Si tratta di ampi spazi al di sotto delle grandi rocce a sbalzo che si trovano vicino alle case antiche del
borgo principale.
Sono chiamati barmet e il termine potrebbe derivare dal celtico bal-men, che significa pietra alta,
mentre altri pensano che potrebbe provenire dal latino valva, ossia apertura o finestra.

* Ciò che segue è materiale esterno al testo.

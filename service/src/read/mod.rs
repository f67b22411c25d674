//! Read entities definitions.

pub mod cluster;
pub mod listing;

pub use self::cluster::Cluster;
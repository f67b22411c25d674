//! Infrastructure layer.

pub mod database;
pub mod geocoder;
#[cfg(feature = "kakao")]
pub mod kakao;
#[cfg(feature = "naver")]
pub mod naver;
pub mod places;

#[cfg(feature = "json")]
pub use self::database::JsonFile;
#[cfg(feature = "kakao")]
pub use self::kakao::Kakao;
#[cfg(feature = "naver")]
pub use self::naver::Naver;
pub use self::{
    database::{Database, Memory},
    geocoder::{Fallback, Geocoder},
    places::Places,
};
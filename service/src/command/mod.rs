//! [`Command`] definition.

pub mod geocode_listing;

/// [`Command`] of the [`Service`].
///
/// [`Service`]: crate::Service
pub use common::Handler as Command;

pub use self::geocode_listing::GeocodeListing;
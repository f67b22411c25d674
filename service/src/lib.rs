//! Service contains the market-signal aggregation and scoring engine.
//!
//! List of available Cargo features:
#![doc = document_features::document_features!()]
#![deny(
    nonstandard_style,
    rust_2018_idioms,
    rustdoc::all,
    trivial_casts,
    trivial_numeric_casts,
    unsafe_code
)]
#![forbid(non_ascii_idents)]
#![warn(
    clippy::allow_attributes,
    clippy::allow_attributes_without_reason,
    clippy::pedantic,
    clippy::wildcard_enum_match_arm,
    deprecated_in_future,
    missing_copy_implementations,
    missing_debug_implementations,
    missing_docs,
    unreachable_pub,
    unused_crate_dependencies,
    unused_import_braces,
    unused_labels,
    unused_lifetimes,
    unused_qualifications,
    unused_results
)]

pub mod command;
pub mod domain;
pub mod infra;
pub mod query;
pub mod read;

use std::sync::Arc;

use smart_default::SmartDefault;

#[cfg(doc)]
use infra::{Database, Geocoder, Places};

use self::domain::{heuristic::StaticTable, RegionHeuristics};

pub use self::{command::Command, query::Query};

/// [`Service`] configuration.
#[derive(Clone, Debug, SmartDefault)]
pub struct Config {
    /// [`query::Recommend`] configuration.
    pub recommend: query::recommend::Config,

    /// [`query::Competition`] configuration.
    pub competition: query::competition::Config,

    /// [`query::cluster`] configuration.
    pub clusters: query::cluster::Config,
}

/// Domain service.
#[derive(Clone, Debug)]
pub struct Service<Db, Pl, Gc> {
    /// Configuration of this [`Service`].
    config: Config,

    /// [`Database`] of this [`Service`].
    database: Db,

    /// [`Places`]-search provider of this [`Service`].
    places: Pl,

    /// [`Geocoder`] of this [`Service`].
    geocoder: Gc,

    /// [`RegionHeuristics`] of this [`Service`].
    heuristics: Arc<dyn RegionHeuristics>,
}

impl<Db, Pl, Gc> Service<Db, Pl, Gc> {
    /// Creates a new [`Service`] with the provided parameters, using the
    /// built-in [`StaticTable`] as its [`RegionHeuristics`].
    pub fn new(config: Config, database: Db, places: Pl, geocoder: Gc) -> Self {
        Self {
            config,
            database,
            places,
            geocoder,
            heuristics: Arc::new(StaticTable::default()),
        }
    }

    /// Replaces [`RegionHeuristics`] of this [`Service`].
    #[must_use]
    pub fn with_heuristics(
        mut self,
        heuristics: impl RegionHeuristics + 'static,
    ) -> Self {
        self.heuristics = Arc::new(heuristics);
        self
    }

    /// Returns [`Config`] of this [`Service`].
    pub fn config(&self) -> &Config {
        &self.config
    }

    /// Returns [`Database`] of this [`Service`].
    #[must_use]
    pub fn database(&self) -> &Db {
        &self.database
    }

    /// Returns [`Places`]-search provider of this [`Service`].
    #[must_use]
    pub fn places(&self) -> &Pl {
        &self.places
    }

    /// Returns [`Geocoder`] of this [`Service`].
    #[must_use]
    pub fn geocoder(&self) -> &Gc {
        &self.geocoder
    }

    /// Returns [`RegionHeuristics`] of this [`Service`].
    #[must_use]
    pub fn heuristics(&self) -> &dyn RegionHeuristics {
        &*self.heuristics
    }
}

Un fatto è certo: il toponimo è presente lungo tutto l’arco alpino occidentale, per indicare famiglie
(Balma in Piemonte, Barmasse in Valle d’Aosta), o paesi (Balme), o colli (della Barma) o montagne
(Barma al confine tra il Biellese e la Valle d'Aosta), o ancora villaggi, come Barmasc nel comune di
Ayas.
In ogni caso le grandi rocce a sbalzo hanno una sporgenza tale da permettere di riparare dal maltempo,
pioggia, neve e altre intemperie, sia gli animali che l’uomo; venivano infatti utilizzate spesso come
stalle e come magazzino del foraggio o della lettiera.
Questi luoghi protetti sono caratterizzati soprattutto da una bassa temperatura costante tutto l’anno; per
questa ragione, chiusi da porte e da pareti in pietra per delimitare uno spazio più regolare, sono usati
ancora oggi come cantine naturali per conservare alimenti deperibili e tra questi il vino, che qui veniva
stoccato e poteva conservarsi più a lungo rispetto ad altri depositi.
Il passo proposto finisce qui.